━━━ DATA TO PROCESS ━━━

//! Content-type tags.

use paragraph_common::{ParagraphError, Result};
use serde::Serialize;
use strum_macros::{Display, EnumString};

/// The closed set of content variants a paragraph can hold.
///
/// `Display` gives the canonical upper-case name; parsing accepts that name
/// or the kebab-case form (`inline-start`). The `u8` discriminants are the
/// wire tags accepted by [`ContentKind::try_from`].
#[derive(Debug, Clone, Copy, PartialEq, Eq, Hash, Display, EnumString, Serialize)]
#[repr(u8)]
pub enum ContentKind {
    /// A run of text.
    #[strum(to_string = "TEXT", serialize = "text")]
    Text = 0,
    /// A box with `float: left | right`.
    #[strum(to_string = "FLOAT", serialize = "float")]
    Float = 1,
    /// A box with caller-provided dimensions (image, form control,
    /// inline-block).
    #[strum(to_string = "REPLACED", serialize = "replaced")]
    Replaced = 2,
    /// Start of a nested inline element.
    #[strum(to_string = "INLINE START", serialize = "inline-start")]
    InlineStart = 3,
    /// End of a nested inline element.
    #[strum(to_string = "INLINE END", serialize = "inline-end")]
    InlineEnd = 4,
}

impl ContentKind {
    /// Parse a textual content tag, rejecting unknown tags with
    /// [`ParagraphError::BadContentType`].
    ///
    /// # Errors
    ///
    /// Returns [`ParagraphError::BadContentType`] if `tag` names no variant.
    pub fn parse(tag: &str) -> Result<Self> {
        tag.parse()
            .map_err(|_| ParagraphError::BadContentType(tag.to_string()))
    }

    /// Whether content of this kind takes part in in-flow line filling.
    #[must_use]
    pub const fn is_in_flow(self) -> bool {
        !matches!(self, Self::Float)
    }
}

impl TryFrom<u8> for ContentKind {
    type Error = ParagraphError;

    fn try_from(tag: u8) -> Result<Self> {
        match tag {
            0 => Ok(Self::Text),
            1 => Ok(Self::Float),
            2 => Ok(Self::Replaced),
            3 => Ok(Self::InlineStart),
            4 => Ok(Self::InlineEnd),
            other => Err(ParagraphError::BadContentType(format!("tag {other}"))),
        }
    }
}
// Resize bus - fans viewport changes out to every rendered panel
use crate::domain::page::Viewport;
use tokio::sync::{broadcast, watch};
use tokio_stream::wrappers::BroadcastStream;

const RESIZE_CHANNEL_CAPACITY: usize = 16;

#[derive(Clone)]
pub struct ResizeBus {
    events: broadcast::Sender<Viewport>,
    latest: watch::Sender<Viewport>,
}

impl ResizeBus {
    pub fn new(initial: Viewport) -> Self {
        let (events, _) = broadcast::channel(RESIZE_CHANNEL_CAPACITY);
        let (latest, _) = watch::channel(initial);
        Self { events, latest }
    }

    /// Record the new viewport and notify subscribers. Returns how many
    /// panels were listening.
    pub fn publish(&self, viewport: Viewport) -> usize {
        self.latest.send_replace(viewport);
        self.events.send(viewport).unwrap_or(0)
    }

    /// The viewport a freshly initialized chart should lay out against
    pub fn current(&self) -> Viewport {
        *self.latest.borrow()
    }

    pub fn subscribe(&self) -> BroadcastStream<Viewport> {
        BroadcastStream::new(self.events.subscribe())
    }

    pub fn subscriber_count(&self) -> usize {
        self.events.receiver_count()
    }
}
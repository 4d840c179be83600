// HTTP response utilities for page and chart markup
use axum::{
    body::Body,
    http::{header, HeaderValue, Response, StatusCode},
};

pub const HTML_CONTENT_TYPE: &str = "text/html; charset=utf-8";
pub const SVG_CONTENT_TYPE: &str = "image/svg+xml";
pub const TEXT_CONTENT_TYPE: &str = "text/plain; charset=utf-8";

/// Build a 200 response carrying `body` with the given content type
pub fn markup_response(content_type: &'static str, body: String) -> Result<Response<Body>, StatusCode> {
    let length = HeaderValue::from_str(&body.len().to_string()).map_err(|e| {
        tracing::error!("Invalid content length header: {}", e);
        StatusCode::INTERNAL_SERVER_ERROR
    })?;

    Response::builder()
        .status(StatusCode::OK)
        .header(header::CONTENT_TYPE, content_type)
        .header(header::CONTENT_LENGTH, length)
        // regions change as panels load and resize
        .header(header::CACHE_CONTROL, "no-store")
        .body(Body::from(body))
        .map_err(|e| {
            tracing::error!("Response build error: {}", e);
            StatusCode::INTERNAL_SERVER_ERROR
        })
}

pub fn html_response(body: String) -> Result<Response<Body>, StatusCode> {
    markup_response(HTML_CONTENT_TYPE, body)
}

pub fn svg_response(body: String) -> Result<Response<Body>, StatusCode> {
    markup_response(SVG_CONTENT_TYPE, body)
}

pub fn text_response(body: String) -> Result<Response<Body>, StatusCode> {
    markup_response(TEXT_CONTENT_TYPE, body)
}

#[cfg(test)]
mod tests {
    use super::*;

    #[test]
    fn test_markup_response_headers() {
        let response = svg_response("<svg></svg>".to_string()).unwrap();

        assert_eq!(response.status(), StatusCode::OK);
        assert_eq!(response.headers()[header::CONTENT_TYPE], SVG_CONTENT_TYPE);
        assert_eq!(response.headers()[header::CONTENT_LENGTH], "11");
        assert_eq!(response.headers()[header::CACHE_CONTROL], "no-store");
    }

    #[test]
    fn test_content_length_counts_bytes() {
        let response = text_response("a\u{00A0}b".to_string()).unwrap();
        assert_eq!(response.headers()[header::CONTENT_LENGTH], "4");
    }
}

━━━

• YOUR ASSIGNMENT:
On how many lines of the listing does the string "impl" occur? Give the number by itself.

• PROBLEM SOLUTION:
3